--- DATASET ENTRIES ---
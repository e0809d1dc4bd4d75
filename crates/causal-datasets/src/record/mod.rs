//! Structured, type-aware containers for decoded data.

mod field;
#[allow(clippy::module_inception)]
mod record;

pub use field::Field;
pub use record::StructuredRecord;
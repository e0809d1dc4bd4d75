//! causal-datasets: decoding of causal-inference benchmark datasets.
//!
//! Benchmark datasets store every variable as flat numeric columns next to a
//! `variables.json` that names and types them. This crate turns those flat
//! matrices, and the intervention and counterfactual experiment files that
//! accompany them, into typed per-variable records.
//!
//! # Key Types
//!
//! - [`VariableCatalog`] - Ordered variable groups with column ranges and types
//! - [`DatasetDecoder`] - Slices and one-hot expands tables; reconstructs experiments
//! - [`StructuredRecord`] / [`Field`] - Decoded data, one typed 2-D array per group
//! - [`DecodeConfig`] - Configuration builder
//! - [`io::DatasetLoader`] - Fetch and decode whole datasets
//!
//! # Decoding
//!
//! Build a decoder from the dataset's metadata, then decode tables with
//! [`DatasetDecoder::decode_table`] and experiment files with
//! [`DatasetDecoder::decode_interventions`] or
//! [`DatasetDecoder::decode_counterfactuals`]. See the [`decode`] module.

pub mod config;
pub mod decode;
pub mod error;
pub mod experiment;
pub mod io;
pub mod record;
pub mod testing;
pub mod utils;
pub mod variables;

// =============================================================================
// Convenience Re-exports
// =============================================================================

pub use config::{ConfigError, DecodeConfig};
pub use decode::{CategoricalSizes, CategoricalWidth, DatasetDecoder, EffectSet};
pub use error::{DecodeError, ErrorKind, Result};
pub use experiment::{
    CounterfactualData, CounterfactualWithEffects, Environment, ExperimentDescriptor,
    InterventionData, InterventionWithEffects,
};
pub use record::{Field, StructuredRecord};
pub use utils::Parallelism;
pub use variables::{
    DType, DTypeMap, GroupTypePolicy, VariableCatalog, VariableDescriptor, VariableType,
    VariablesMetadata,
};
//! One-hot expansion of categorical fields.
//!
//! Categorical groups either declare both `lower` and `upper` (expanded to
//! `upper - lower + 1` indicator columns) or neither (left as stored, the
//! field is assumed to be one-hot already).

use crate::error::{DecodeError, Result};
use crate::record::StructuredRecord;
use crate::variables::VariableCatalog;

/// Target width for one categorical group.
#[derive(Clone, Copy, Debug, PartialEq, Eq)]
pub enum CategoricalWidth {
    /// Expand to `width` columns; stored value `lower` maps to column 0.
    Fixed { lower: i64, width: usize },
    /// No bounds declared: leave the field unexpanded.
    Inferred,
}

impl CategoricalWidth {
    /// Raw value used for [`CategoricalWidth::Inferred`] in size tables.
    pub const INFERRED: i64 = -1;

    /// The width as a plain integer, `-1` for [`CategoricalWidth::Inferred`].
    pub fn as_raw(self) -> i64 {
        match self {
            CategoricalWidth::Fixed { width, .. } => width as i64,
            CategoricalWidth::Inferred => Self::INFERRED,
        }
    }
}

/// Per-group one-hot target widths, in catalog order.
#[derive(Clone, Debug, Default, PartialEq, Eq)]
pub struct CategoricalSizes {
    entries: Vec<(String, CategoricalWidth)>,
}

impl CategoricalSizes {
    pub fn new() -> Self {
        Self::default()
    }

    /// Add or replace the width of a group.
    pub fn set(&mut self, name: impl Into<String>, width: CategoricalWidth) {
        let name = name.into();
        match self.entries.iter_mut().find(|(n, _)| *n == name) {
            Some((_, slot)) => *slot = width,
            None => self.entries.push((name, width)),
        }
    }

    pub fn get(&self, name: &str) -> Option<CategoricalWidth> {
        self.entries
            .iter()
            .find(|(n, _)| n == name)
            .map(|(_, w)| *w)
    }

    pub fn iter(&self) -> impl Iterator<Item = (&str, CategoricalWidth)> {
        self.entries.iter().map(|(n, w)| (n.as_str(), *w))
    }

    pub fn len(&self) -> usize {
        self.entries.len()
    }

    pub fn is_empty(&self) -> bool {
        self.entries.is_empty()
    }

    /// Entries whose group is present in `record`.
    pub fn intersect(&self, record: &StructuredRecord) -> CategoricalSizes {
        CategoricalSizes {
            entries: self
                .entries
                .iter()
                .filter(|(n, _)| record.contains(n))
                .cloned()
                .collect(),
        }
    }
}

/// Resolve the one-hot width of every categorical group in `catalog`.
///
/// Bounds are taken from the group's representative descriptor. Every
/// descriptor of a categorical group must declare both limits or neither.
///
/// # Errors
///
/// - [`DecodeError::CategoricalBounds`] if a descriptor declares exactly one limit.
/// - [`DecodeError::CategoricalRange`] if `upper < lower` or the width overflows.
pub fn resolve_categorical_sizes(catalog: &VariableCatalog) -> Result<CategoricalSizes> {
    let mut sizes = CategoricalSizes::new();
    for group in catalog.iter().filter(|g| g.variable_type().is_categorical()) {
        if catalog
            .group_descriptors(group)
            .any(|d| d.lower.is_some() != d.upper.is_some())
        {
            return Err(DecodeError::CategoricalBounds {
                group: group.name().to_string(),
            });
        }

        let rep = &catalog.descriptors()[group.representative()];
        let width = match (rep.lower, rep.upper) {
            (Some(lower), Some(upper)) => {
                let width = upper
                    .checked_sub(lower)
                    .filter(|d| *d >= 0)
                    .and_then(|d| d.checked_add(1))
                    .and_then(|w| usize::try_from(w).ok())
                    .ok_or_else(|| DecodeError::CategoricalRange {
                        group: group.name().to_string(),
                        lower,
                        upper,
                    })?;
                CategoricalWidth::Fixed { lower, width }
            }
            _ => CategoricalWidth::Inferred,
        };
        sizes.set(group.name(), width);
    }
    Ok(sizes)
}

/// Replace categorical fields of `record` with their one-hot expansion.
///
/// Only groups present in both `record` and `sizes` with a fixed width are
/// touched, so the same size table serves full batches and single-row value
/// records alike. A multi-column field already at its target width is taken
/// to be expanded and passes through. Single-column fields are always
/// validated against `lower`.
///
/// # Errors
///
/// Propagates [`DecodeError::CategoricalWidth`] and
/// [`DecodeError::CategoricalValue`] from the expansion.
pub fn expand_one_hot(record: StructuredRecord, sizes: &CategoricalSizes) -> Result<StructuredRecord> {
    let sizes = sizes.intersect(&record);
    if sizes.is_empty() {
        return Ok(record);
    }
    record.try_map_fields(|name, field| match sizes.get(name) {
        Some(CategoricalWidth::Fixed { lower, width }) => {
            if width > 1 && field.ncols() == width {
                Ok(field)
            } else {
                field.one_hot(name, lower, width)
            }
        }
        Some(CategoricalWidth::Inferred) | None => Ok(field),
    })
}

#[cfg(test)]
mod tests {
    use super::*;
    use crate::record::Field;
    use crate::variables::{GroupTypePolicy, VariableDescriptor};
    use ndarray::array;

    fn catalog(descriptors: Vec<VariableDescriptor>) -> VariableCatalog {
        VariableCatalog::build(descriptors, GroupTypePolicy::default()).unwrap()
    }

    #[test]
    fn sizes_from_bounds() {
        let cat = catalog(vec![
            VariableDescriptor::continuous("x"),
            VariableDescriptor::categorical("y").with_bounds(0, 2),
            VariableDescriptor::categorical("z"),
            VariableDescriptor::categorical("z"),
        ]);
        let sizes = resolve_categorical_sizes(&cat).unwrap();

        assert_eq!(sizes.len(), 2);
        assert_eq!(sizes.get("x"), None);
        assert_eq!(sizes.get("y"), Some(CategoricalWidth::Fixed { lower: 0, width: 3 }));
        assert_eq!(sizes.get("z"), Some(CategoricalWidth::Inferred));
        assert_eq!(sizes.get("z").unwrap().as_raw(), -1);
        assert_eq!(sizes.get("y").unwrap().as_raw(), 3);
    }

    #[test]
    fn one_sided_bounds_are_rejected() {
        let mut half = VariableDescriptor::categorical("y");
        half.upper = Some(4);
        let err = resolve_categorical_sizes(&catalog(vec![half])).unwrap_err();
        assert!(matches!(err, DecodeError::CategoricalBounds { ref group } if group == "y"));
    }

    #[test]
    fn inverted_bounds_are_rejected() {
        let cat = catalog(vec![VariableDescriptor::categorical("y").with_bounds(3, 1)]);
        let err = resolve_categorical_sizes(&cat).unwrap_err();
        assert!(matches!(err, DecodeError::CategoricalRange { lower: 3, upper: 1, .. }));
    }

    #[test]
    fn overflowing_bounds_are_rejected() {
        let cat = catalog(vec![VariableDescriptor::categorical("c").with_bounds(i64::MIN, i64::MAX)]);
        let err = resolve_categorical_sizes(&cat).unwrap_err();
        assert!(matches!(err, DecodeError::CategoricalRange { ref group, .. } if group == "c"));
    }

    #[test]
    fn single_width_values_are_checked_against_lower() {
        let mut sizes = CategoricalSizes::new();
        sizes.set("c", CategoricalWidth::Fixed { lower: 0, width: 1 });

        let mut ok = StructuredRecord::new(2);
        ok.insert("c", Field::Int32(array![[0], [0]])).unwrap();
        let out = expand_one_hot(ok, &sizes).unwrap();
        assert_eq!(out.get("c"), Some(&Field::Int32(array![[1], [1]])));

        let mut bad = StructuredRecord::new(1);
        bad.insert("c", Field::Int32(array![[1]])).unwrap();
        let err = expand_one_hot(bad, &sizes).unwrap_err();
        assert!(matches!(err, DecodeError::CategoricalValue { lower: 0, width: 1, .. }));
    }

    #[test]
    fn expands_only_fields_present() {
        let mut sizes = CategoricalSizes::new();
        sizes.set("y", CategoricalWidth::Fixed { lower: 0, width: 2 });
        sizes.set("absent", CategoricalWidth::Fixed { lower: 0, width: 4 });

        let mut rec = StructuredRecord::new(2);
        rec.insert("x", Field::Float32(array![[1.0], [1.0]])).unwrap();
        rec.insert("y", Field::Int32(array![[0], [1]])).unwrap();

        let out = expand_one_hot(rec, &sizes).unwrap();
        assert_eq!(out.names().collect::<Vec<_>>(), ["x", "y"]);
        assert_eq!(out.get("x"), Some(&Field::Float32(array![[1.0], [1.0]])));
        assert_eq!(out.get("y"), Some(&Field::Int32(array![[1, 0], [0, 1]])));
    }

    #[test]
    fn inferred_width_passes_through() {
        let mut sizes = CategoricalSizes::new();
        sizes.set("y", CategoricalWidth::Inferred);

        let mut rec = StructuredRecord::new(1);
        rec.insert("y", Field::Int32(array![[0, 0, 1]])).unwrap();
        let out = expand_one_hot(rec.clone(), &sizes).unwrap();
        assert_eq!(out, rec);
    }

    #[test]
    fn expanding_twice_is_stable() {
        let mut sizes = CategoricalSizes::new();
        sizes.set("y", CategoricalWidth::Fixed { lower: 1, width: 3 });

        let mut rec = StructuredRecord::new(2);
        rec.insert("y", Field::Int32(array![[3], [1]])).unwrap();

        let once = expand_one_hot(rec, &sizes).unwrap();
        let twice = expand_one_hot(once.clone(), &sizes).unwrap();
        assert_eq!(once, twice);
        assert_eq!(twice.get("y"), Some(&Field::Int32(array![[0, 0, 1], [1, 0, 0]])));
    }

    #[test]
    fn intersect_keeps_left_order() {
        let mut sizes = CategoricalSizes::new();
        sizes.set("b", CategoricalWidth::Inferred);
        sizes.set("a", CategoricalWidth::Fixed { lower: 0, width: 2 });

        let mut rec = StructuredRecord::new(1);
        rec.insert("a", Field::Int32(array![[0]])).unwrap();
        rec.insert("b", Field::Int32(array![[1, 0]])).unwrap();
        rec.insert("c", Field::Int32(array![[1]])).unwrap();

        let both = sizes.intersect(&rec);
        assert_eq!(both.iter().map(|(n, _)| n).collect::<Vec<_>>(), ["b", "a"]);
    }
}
---
### WHAT THIS TASK INVOLVES
Which lines run from the one holding "pub fn iter(&self)" through the one holding "Entries whose group" in the records above? Repeat them exactly, both included, and nothing more.

### SOLVED PROBLEM
    pub fn iter(&self) -> impl Iterator<Item = (&str, CategoricalWidth)> {
        self.entries.iter().map(|(n, w)| (n.as_str(), *w))
    }

    pub fn len(&self) -> usize {
        self.entries.len()
    }

    pub fn is_empty(&self) -> bool {
        self.entries.is_empty()
    }

    /// Entries whose group is present in `record`.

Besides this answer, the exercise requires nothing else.